SUPPLIED DATA Block Start

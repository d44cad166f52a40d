// ==========================================
// 会员导入引擎 - 会员日期与状态计算
// ==========================================
// 职责:
// - 日期输入的逐字段优先级（行内值 > 已有记录 > 默认）
// - 委托会员类型日期规则补齐日期、委托状态规则按日期判定状态
// - 行内显式状态与计算状态的对账
// 红线: 非覆盖（is_override = false）时管理类状态永不自动赋值
// ==========================================

use crate::domain::membership::{
    CalculatedDates, ExistingMembership, FormattedMembership, StatusResult,
};
use crate::domain::types::{MembershipStatusId, MembershipTypeId};
use crate::importer::data_cleaner::MembershipRowValues;
use crate::importer::error::{ImportError, ImportResult};
use crate::repository::membership_rules_repo::{MembershipStatusRules, MembershipTypeDateRules};
use chrono::NaiveDate;
use std::sync::Arc;
use tracing::debug;

/// 按顺序取第一个存在的候选值
pub fn first_present<T, I>(candidates: I) -> Option<T>
where
    I: IntoIterator<Item = Option<T>>,
{
    candidates.into_iter().flatten().next()
}

/// 经过优先级解析后的日期输入
#[derive(Debug, Clone, Copy, PartialEq, Eq)]
pub struct DateInputs {
    pub membership_type_id: Option<MembershipTypeId>,
    pub join_date: Option<NaiveDate>,
    pub start_date: Option<NaiveDate>,
    pub end_date: Option<NaiveDate>,
    pub is_override: bool,
}

impl DateInputs {
    pub fn as_dates(&self) -> CalculatedDates {
        CalculatedDates {
            join_date: self.join_date,
            start_date: self.start_date,
            end_date: self.end_date,
        }
    }
}

/// 逐字段优先级
///
/// - start: 行 > 已有 > 无
/// - join:  行 > 已有 > start
/// - end:   行 > 已有 > 无
/// - type:  行 > 已有
/// - override: 行 > 已有 > false
pub fn resolve_date_inputs(
    row: &MembershipRowValues,
    existing: Option<&ExistingMembership>,
) -> DateInputs {
    let start_date = first_present([row.start_date, existing.and_then(|e| e.start_date)]);
    let join_date = first_present([
        row.join_date,
        existing.and_then(|e| e.join_date),
        start_date,
    ]);
    let end_date = first_present([row.end_date, existing.and_then(|e| e.end_date)]);
    let membership_type_id = first_present([
        row.membership_type_id,
        existing.map(|e| e.membership_type_id),
    ]);
    let is_override =
        first_present([row.is_override, existing.map(|e| e.is_override)]).unwrap_or(false);

    DateInputs {
        membership_type_id,
        join_date,
        start_date,
        end_date,
        is_override,
    }
}

/// 显式状态：行内值优先；行内未给出且已有记录处于覆盖状态时沿用已存状态
///
/// 覆盖中的已有会员不重新计算状态，重复导入同一行不会改变记录。
pub fn explicit_status(
    row_status: Option<MembershipStatusId>,
    existing: Option<&ExistingMembership>,
    is_override: bool,
) -> Option<MembershipStatusId> {
    row_status.or_else(|| {
        existing
            .filter(|e| is_override && e.is_override)
            .and_then(|e| e.status_id)
    })
}

/// 规范化日期：显式值优先，其次计算值
pub fn formatted_dates(explicit: CalculatedDates, calculated: CalculatedDates) -> CalculatedDates {
    CalculatedDates {
        join_date: first_present([explicit.join_date, calculated.join_date]),
        start_date: first_present([explicit.start_date, calculated.start_date]),
        end_date: first_present([explicit.end_date, calculated.end_date]),
    }
}

/// 显式状态与计算状态对账
///
/// # 返回
/// - Ok(Some(id)): 采用的状态
/// - Ok(None): 既无显式状态也无计算状态
/// - Err(StatusMismatch): 非覆盖且显式状态与计算结果不一致（或无计算结果）
pub fn reconcile_status(
    explicit: Option<MembershipStatusId>,
    calculated: Option<&StatusResult>,
    is_override: bool,
) -> ImportResult<Option<MembershipStatusId>> {
    match (explicit, calculated) {
        (None, calculated) => Ok(calculated.map(|s| s.id)),
        (Some(explicit), _) if is_override => Ok(Some(explicit)),
        (Some(explicit), None) => Err(ImportError::StatusMismatch {
            explicit: explicit.to_string(),
            calculated: None,
        }),
        (Some(explicit), Some(status)) if status.id != explicit => {
            Err(ImportError::StatusMismatch {
                explicit: explicit.to_string(),
                calculated: Some(status.name.clone()),
            })
        }
        (Some(explicit), Some(_)) => Ok(Some(explicit)),
    }
}

/// 日期与状态计算结果
#[derive(Debug, Clone, PartialEq, Eq)]
pub struct StatusCalculation {
    pub dates: CalculatedDates,
    pub status: Option<StatusResult>,
    pub exclude_admin: bool,
}

// ==========================================
// MembershipStatusCalculator
// ==========================================
pub struct MembershipStatusCalculator {
    date_rules: Arc<dyn MembershipTypeDateRules>,
    status_rules: Arc<dyn MembershipStatusRules>,
}

impl MembershipStatusCalculator {
    pub fn new(
        date_rules: Arc<dyn MembershipTypeDateRules>,
        status_rules: Arc<dyn MembershipStatusRules>,
    ) -> Self {
        Self {
            date_rules,
            status_rules,
        }
    }

    /// 计算规范化日期与状态
    ///
    /// # 参数
    /// - inputs: 已按优先级解析的日期输入
    /// - as_of: 状态参考日期（通常为今天）
    /// - current: 当前已格式化的记录（传给状态规则作上下文）
    pub async fn calculate(
        &self,
        membership_type_id: MembershipTypeId,
        inputs: &DateInputs,
        as_of: NaiveDate,
        current: Option<&FormattedMembership>,
    ) -> ImportResult<StatusCalculation> {
        let exclude_admin = !inputs.is_override;

        let calculated = self
            .date_rules
            .dates_for_type(
                membership_type_id,
                inputs.join_date,
                inputs.start_date,
                inputs.end_date,
            )
            .await?;
        let dates = formatted_dates(inputs.as_dates(), calculated);

        let status = self
            .status_rules
            .status_by_date(
                dates.start_date,
                dates.end_date,
                dates.join_date,
                as_of,
                exclude_admin,
                membership_type_id,
                current,
            )
            .await?;

        debug!(
            membership_type_id,
            join_date = ?dates.join_date,
            start_date = ?dates.start_date,
            end_date = ?dates.end_date,
            status = ?status.as_ref().map(|s| s.name.as_str()),
            "日期与状态计算完成"
        );

        Ok(StatusCalculation {
            dates,
            status,
            exclude_admin,
        })
    }
}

SUPPLIED DATA Block End

DIRECTIONS: Each record should be returned precisely as written.

SOLUTION TO THIS EXERCISE:
repository d44cad166f52a40d
// ==========================================
// 会员导入引擎 - 会员日期与状态计算
// ==========================================
// 职责:
// - 日期输入的逐字段优先级（行内值 > 已有记录 > 默认）
// - 委托会员类型日期规则补齐日期、委托状态规则按日期判定状态
// - 行内显式状态与计算状态的对账
// 红线: 非覆盖（is_override = false）时管理类状态永不自动赋值
// ==========================================

use crate::domain::membership::{
    CalculatedDates, ExistingMembership, FormattedMembership, StatusResult,
};
use crate::domain::types::{MembershipStatusId, MembershipTypeId};
use crate::importer::data_cleaner::MembershipRowValues;
use crate::importer::error::{ImportError, ImportResult};
use crate::repository::membership_rules_repo::{MembershipStatusRules, MembershipTypeDateRules};
use chrono::NaiveDate;
use std::sync::Arc;
use tracing::debug;

/// 按顺序取第一个存在的候选值
pub fn first_present<T, I>(candidates: I) -> Option<T>
where
    I: IntoIterator<Item = Option<T>>,
{
    candidates.into_iter().flatten().next()
}

/// 经过优先级解析后的日期输入
#[derive(Debug, Clone, Copy, PartialEq, Eq)]
pub struct DateInputs {
    pub membership_type_id: Option<MembershipTypeId>,
    pub join_date: Option<NaiveDate>,
    pub start_date: Option<NaiveDate>,
    pub end_date: Option<NaiveDate>,
    pub is_override: bool,
}

impl DateInputs {
    pub fn as_dates(&self) -> CalculatedDates {
        CalculatedDates {
            join_date: self.join_date,
            start_date: self.start_date,
            end_date: self.end_date,
        }
    }
}

/// 逐字段优先级
///
/// - start: 行 > 已有 > 无
/// - join:  行 > 已有 > start
/// - end:   行 > 已有 > 无
/// - type:  行 > 已有
/// - override: 行 > 已有 > false
pub fn resolve_date_inputs(
    row: &MembershipRowValues,
    existing: Option<&ExistingMembership>,
) -> DateInputs {
    let start_date = first_present([row.start_date, existing.and_then(|e| e.start_date)]);
    let join_date = first_present([
        row.join_date,
        existing.and_then(|e| e.join_date),
        start_date,
    ]);
    let end_date = first_present([row.end_date, existing.and_then(|e| e.end_date)]);
    let membership_type_id = first_present([
        row.membership_type_id,
        existing.map(|e| e.membership_type_id),
    ]);
    let is_override =
        first_present([row.is_override, existing.map(|e| e.is_override)]).unwrap_or(false);

    DateInputs {
        membership_type_id,
        join_date,
        start_date,
        end_date,
        is_override,
    }
}

/// 显式状态：行内值优先；行内未给出且已有记录处于覆盖状态时沿用已存状态
///
/// 覆盖中的已有会员不重新计算状态，重复导入同一行不会改变记录。
pub fn explicit_status(
    row_status: Option<MembershipStatusId>,
    existing: Option<&ExistingMembership>,
    is_override: bool,
) -> Option<MembershipStatusId> {
    row_status.or_else(|| {
        existing
            .filter(|e| is_override && e.is_override)
            .and_then(|e| e.status_id)
    })
}

/// 规范化日期：显式值优先，其次计算值
pub fn formatted_dates(explicit: CalculatedDates, calculated: CalculatedDates) -> CalculatedDates {
    CalculatedDates {
        join_date: first_present([explicit.join_date, calculated.join_date]),
        start_date: first_present([explicit.start_date, calculated.start_date]),
        end_date: first_present([explicit.end_date, calculated.end_date]),
    }
}

/// 显式状态与计算状态对账
///
/// # 返回
/// - Ok(Some(id)): 采用的状态
/// - Ok(None): 既无显式状态也无计算状态
/// - Err(StatusMismatch): 非覆盖且显式状态与计算结果不一致（或无计算结果）
pub fn reconcile_status(
    explicit: Option<MembershipStatusId>,
    calculated: Option<&StatusResult>,
    is_override: bool,
) -> ImportResult<Option<MembershipStatusId>> {
    match (explicit, calculated) {
        (None, calculated) => Ok(calculated.map(|s| s.id)),
        (Some(explicit), _) if is_override => Ok(Some(explicit)),
        (Some(explicit), None) => Err(ImportError::StatusMismatch {
            explicit: explicit.to_string(),
            calculated: None,
        }),
        (Some(explicit), Some(status)) if status.id != explicit => {
            Err(ImportError::StatusMismatch {
                explicit: explicit.to_string(),
                calculated: Some(status.name.clone()),
            })
        }
        (Some(explicit), Some(_)) => Ok(Some(explicit)),
    }
}

/// 日期与状态计算结果
#[derive(Debug, Clone, PartialEq, Eq)]
pub struct StatusCalculation {
    pub dates: CalculatedDates,
    pub status: Option<StatusResult>,
    pub exclude_admin: bool,
}

// ==========================================
// MembershipStatusCalculator
// ==========================================
pub struct MembershipStatusCalculator {
    date_rules: Arc<dyn MembershipTypeDateRules>,
    status_rules: Arc<dyn MembershipStatusRules>,
}

impl MembershipStatusCalculator {
    pub fn new(
        date_rules: Arc<dyn MembershipTypeDateRules>,
        status_rules: Arc<dyn MembershipStatusRules>,
    ) -> Self {
        Self {
            date_rules,
            status_rules,
        }
    }

    /// 计算规范化日期与状态
    ///
    /// # 参数
    /// - inputs: 已按优先级解析的日期输入
    /// - as_of: 状态参考日期（通常为今天）
    /// - current: 当前已格式化的记录（传给状态规则作上下文）
    pub async fn calculate(
        &self,
        membership_type_id: MembershipTypeId,
        inputs: &DateInputs,
        as_of: NaiveDate,
        current: Option<&FormattedMembership>,
    ) -> ImportResult<StatusCalculation> {
        let exclude_admin = !inputs.is_override;

        let calculated = self
            .date_rules
            .dates_for_type(
                membership_type_id,
                inputs.join_date,
                inputs.start_date,
                inputs.end_date,
            )
            .await?;
        let dates = formatted_dates(inputs.as_dates(), calculated);

        let status = self
            .status_rules
            .status_by_date(
                dates.start_date,
                dates.end_date,
                dates.join_date,
                as_of,
                exclude_admin,
                membership_type_id,
                current,
            )
            .await?;

        debug!(
            membership_type_id,
            join_date = ?dates.join_date,
            start_date = ?dates.start_date,
            end_date = ?dates.end_date,
            status = ?status.as_ref().map(|s| s.name.as_str()),
            "日期与状态计算完成"
        );

        Ok(StatusCalculation {
            dates,
            status,
            exclude_admin,
        })
    }
}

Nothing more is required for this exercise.